- _Work required_
Repeat, exactly and alone, every line from the line that contains "we keep the" to the end of the entries.

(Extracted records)
+ + + + + + +
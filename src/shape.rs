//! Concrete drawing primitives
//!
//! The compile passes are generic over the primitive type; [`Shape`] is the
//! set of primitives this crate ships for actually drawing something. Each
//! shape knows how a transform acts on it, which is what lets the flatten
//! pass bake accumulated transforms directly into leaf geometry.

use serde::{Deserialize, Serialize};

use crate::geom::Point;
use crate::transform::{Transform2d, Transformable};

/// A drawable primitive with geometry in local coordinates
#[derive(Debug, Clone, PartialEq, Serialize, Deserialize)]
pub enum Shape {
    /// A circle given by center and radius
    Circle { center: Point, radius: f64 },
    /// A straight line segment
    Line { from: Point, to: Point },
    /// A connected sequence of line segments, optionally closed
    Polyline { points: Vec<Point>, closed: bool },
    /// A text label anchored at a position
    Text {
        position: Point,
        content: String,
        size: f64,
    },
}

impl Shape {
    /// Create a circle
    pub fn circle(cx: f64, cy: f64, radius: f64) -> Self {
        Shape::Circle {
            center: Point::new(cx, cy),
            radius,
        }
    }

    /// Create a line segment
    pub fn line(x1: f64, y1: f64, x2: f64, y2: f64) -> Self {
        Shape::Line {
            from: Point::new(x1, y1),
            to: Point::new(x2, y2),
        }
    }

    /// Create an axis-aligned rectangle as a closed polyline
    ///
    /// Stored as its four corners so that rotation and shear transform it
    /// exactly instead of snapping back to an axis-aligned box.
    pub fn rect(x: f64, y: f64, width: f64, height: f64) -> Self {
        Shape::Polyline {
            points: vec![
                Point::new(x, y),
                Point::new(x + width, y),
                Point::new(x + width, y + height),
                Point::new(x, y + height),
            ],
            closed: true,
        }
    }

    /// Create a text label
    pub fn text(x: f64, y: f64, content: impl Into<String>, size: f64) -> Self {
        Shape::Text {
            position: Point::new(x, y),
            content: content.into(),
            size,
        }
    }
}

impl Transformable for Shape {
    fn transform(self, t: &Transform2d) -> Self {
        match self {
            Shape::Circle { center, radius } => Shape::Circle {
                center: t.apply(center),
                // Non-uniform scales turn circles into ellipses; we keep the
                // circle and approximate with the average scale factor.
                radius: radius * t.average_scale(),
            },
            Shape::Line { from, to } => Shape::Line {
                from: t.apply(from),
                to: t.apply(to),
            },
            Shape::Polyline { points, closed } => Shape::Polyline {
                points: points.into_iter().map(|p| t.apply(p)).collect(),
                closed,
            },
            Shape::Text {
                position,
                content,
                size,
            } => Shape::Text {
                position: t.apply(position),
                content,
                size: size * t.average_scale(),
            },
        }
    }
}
+ + + + + + +
- _Result_
                // Non-uniform scales turn circles into ellipses; we keep the
                // circle and approximate with the average scale factor.
                radius: radius * t.average_scale(),
            },
            Shape::Line { from, to } => Shape::Line {
                from: t.apply(from),
                to: t.apply(to),
            },
            Shape::Polyline { points, closed } => Shape::Polyline {
                points: points.into_iter().map(|p| t.apply(p)).collect(),
                closed,
            },
            Shape::Text {
                position,
                content,
                size,
            } => Shape::Text {
                position: t.apply(position),
                content,
                size: size * t.average_scale(),
            },
        }
    }
}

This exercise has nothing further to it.